In the entries below, filter for the word "AppState" and copy every matching line.

[Records excerpted from a collection]
——

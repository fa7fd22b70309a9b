//! HTTP router

use crate::handlers;
use crate::AppState;
use axum::{
    routing::{get, post},
    Router,
};
use tower_http::trace::TraceLayer;

pub fn router(state: AppState) -> Router {
    Router::new()
        .route("/", get(handlers::root))
        .route("/health", get(handlers::health))
        .route("/cache/:key", get(handlers::cache::get))
        .route("/cache/:key/:value", post(handlers::cache::set))
        .route("/db", get(handlers::db::probe))
        .layer(TraceLayer::new_for_http())
        .with_state(state)
}

#[cfg(test)]
mod tests {
    use super::*;
    use axum::body::{to_bytes, Body};
    use axum::http::{Method, Request, StatusCode};
    use kvshim_core::manager::{CacheHandle, DatabaseHandle};
    use kvshim_core::mock::{MemoryCache, StubDatabase};
    use kvshim_core::{Dependencies, Handle, Target};
    use serde_json::{json, Value};
    use std::sync::Arc;
    use tower::ServiceExt;

    const VERSION: &str = "PostgreSQL 16.2 on x86_64-pc-linux-gnu";

    fn app(cache: CacheHandle, database: DatabaseHandle) -> Router {
        let deps = Dependencies::new(
            cache,
            database,
            Target::new("redis", 6379),
            Target::new("postgres", 5432),
        );
        router(AppState {
            deps: Arc::new(deps),
        })
    }

    fn healthy_app() -> Router {
        app(
            Handle::Live(Arc::new(MemoryCache::new())),
            Handle::Live(Arc::new(StubDatabase::new(VERSION))),
        )
    }

    async fn send(app: &Router, method: Method, uri: &str) -> (StatusCode, Value) {
        let request = Request::builder()
            .method(method)
            .uri(uri)
            .body(Body::empty())
            .unwrap();
        let response = app.clone().oneshot(request).await.unwrap();
        let status = response.status();
        let bytes = to_bytes(response.into_body(), usize::MAX).await.unwrap();
        let body = if bytes.is_empty() {
            Value::Null
        } else {
            serde_json::from_slice(&bytes).unwrap()
        };
        (status, body)
    }

    #[tokio::test]
    async fn test_set_then_get_scenario() {
        let app = healthy_app();

        let (status, body) = send(&app, Method::POST, "/cache/foo/bar").await;
        assert_eq!(status, StatusCode::OK);
        assert_eq!(body, json!({"status": "ok", "key": "foo", "value": "bar"}));

        let (status, body) = send(&app, Method::GET, "/cache/foo").await;
        assert_eq!(status, StatusCode::OK);
        assert_eq!(body, json!({"key": "foo", "value": "bar"}));

        let (status, body) = send(&app, Method::GET, "/cache/missing").await;
        assert_eq!(status, StatusCode::NOT_FOUND);
        assert_eq!(body["code"], "not_found");
        assert_eq!(body["error"], "Key 'missing' not found");
    }

    #[tokio::test]
    async fn test_overwrite_returns_latest_value() {
        let app = healthy_app();

        send(&app, Method::POST, "/cache/color/red").await;
        send(&app, Method::POST, "/cache/color/blue").await;

        let (status, body) = send(&app, Method::GET, "/cache/color").await;
        assert_eq!(status, StatusCode::OK);
        assert_eq!(body["value"], "blue");
    }

    #[tokio::test]
    async fn test_cache_down_at_startup() {
        let app = app(
            Handle::Unavailable,
            Handle::Live(Arc::new(StubDatabase::new(VERSION))),
        );

        let (status, body) = send(&app, Method::GET, "/cache/foo").await;
        assert_eq!(status, StatusCode::SERVICE_UNAVAILABLE);
        assert_eq!(body["error"], "Redis service unavailable");
        assert_eq!(body["code"], "service_unavailable");

        let (status, _) = send(&app, Method::POST, "/cache/foo/bar").await;
        assert_eq!(status, StatusCode::SERVICE_UNAVAILABLE);

        let (status, body) = send(&app, Method::GET, "/health").await;
        assert_eq!(status, StatusCode::OK);
        assert_eq!(
            body,
            json!({
                "status": "degraded",
                "redis": "unhealthy",
                "postgresql": "healthy",
                "redis_host": "redis",
                "postgres_host": "postgres",
            })
        );
    }

    #[tokio::test]
    async fn test_cache_errors_after_startup_are_service_unavailable() {
        let cache = Arc::new(MemoryCache::new());
        let app = app(
            Handle::Live(cache.clone()),
            Handle::Live(Arc::new(StubDatabase::new(VERSION))),
        );

        send(&app, Method::POST, "/cache/foo/bar").await;
        cache.set_failing(true);

        let (status, body) = send(&app, Method::GET, "/cache/foo").await;
        assert_eq!(status, StatusCode::SERVICE_UNAVAILABLE);
        let message = body["error"].as_str().unwrap_or_default();
        assert!(message.starts_with("Redis error: "), "{}", message);
    }

    #[tokio::test]
    async fn test_db_probe() {
        let (status, body) = send(&healthy_app(), Method::GET, "/db").await;
        assert_eq!(status, StatusCode::OK);
        assert_eq!(body, json!({"postgres_version": VERSION, "status": "success"}));

        let down = app(Handle::Live(Arc::new(MemoryCache::new())), Handle::Unavailable);
        let (status, body) = send(&down, Method::GET, "/db").await;
        assert_eq!(status, StatusCode::SERVICE_UNAVAILABLE);
        assert_eq!(body["error"], "PostgreSQL service unavailable");

        let database = Arc::new(StubDatabase::new(VERSION));
        database.set_failing(true);
        let erroring = app(Handle::Live(Arc::new(MemoryCache::new())), Handle::Live(database));
        let (status, body) = send(&erroring, Method::GET, "/db").await;
        assert_eq!(status, StatusCode::SERVICE_UNAVAILABLE);
        assert!(body["error"]
            .as_str()
            .unwrap_or_default()
            .starts_with("PostgreSQL error: "));
    }

    #[tokio::test]
    async fn test_health_all_healthy() {
        let (status, body) = send(&healthy_app(), Method::GET, "/health").await;
        assert_eq!(status, StatusCode::OK);
        assert_eq!(body["status"], "healthy");
        assert_eq!(body["redis"], "healthy");
        assert_eq!(body["postgresql"], "healthy");
    }

    #[tokio::test]
    async fn test_health_never_fails_when_both_down() {
        let app = app(Handle::Unavailable, Handle::Unavailable);

        let (status, body) = send(&app, Method::GET, "/health").await;
        assert_eq!(status, StatusCode::OK);
        assert_eq!(body["status"], "degraded");
        assert_eq!(body["redis"], "unhealthy");
        assert_eq!(body["postgresql"], "unhealthy");
    }

    #[tokio::test]
    async fn test_root_reports_startup_availability() {
        let cache = Arc::new(MemoryCache::new());
        let app = app(Handle::Live(cache.clone()), Handle::Unavailable);

        // A live handle that later fails is still reported as available.
        cache.set_failing(true);

        let (status, body) = send(&app, Method::GET, "/").await;
        assert_eq!(status, StatusCode::OK);
        assert_eq!(
            body["services"],
            json!({"redis": "available", "postgresql": "unavailable"})
        );
        assert_eq!(
            body["endpoints"],
            json!({
                "health_check": "/health",
                "cache_get": "/cache/{key}",
                "cache_set": "/cache/{key}/{value}",
                "db_test": "/db",
            })
        );
        assert!(body["message"].is_string());
    }

    #[tokio::test]
    async fn test_unknown_route_is_not_found() {
        let (status, _) = send(&healthy_app(), Method::GET, "/nope").await;
        assert_eq!(status, StatusCode::NOT_FOUND);
    }
}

——

- **Solution to the exercise**:
use crate::AppState;
pub fn router(state: AppState) -> Router {
        router(AppState {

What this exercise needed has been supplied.